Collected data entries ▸
....
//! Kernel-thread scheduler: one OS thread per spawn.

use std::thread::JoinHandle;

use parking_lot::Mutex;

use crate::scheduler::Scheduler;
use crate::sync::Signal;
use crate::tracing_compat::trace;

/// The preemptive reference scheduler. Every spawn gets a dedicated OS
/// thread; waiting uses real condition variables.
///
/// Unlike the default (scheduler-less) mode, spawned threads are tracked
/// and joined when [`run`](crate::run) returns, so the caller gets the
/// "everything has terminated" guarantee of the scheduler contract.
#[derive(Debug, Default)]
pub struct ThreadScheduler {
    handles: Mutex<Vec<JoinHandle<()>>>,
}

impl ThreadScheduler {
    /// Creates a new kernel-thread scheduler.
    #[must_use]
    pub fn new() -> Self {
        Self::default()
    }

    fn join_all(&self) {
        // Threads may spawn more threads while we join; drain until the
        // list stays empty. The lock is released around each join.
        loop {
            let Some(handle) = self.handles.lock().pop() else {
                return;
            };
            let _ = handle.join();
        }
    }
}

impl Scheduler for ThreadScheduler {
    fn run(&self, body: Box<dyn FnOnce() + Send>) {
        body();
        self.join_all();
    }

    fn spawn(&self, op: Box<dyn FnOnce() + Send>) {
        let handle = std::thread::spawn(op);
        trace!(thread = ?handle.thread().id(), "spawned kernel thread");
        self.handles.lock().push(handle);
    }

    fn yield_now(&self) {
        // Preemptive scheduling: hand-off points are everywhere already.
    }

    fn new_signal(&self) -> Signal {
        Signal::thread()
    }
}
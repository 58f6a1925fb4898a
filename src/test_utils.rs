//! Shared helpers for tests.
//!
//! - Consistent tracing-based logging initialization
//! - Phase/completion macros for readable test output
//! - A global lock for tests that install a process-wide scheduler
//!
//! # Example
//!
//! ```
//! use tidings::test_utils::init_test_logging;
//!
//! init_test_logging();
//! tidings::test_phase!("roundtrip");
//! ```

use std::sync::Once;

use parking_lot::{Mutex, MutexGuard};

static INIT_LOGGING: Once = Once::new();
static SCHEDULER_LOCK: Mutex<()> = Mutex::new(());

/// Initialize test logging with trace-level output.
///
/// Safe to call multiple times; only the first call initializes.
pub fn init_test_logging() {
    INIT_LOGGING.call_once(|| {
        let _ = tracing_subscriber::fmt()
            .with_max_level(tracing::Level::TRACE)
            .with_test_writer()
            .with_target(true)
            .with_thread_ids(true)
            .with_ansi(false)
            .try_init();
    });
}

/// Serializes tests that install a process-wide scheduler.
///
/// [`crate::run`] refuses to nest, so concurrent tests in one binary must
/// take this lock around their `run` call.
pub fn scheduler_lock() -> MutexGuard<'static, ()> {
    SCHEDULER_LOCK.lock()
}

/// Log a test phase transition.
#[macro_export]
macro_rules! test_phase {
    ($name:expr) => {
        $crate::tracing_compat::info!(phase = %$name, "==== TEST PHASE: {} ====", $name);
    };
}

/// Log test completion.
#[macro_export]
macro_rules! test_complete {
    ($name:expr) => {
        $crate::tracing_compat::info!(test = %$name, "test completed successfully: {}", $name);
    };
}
....
Aim of the task ▸
The records are given above. Copy each line in them that holds "spawned".

Exercise answer ▸
/// Unlike the default (scheduler-less) mode, spawned threads are tracked
        trace!(thread = ?handle.thread().id(), "spawned kernel thread");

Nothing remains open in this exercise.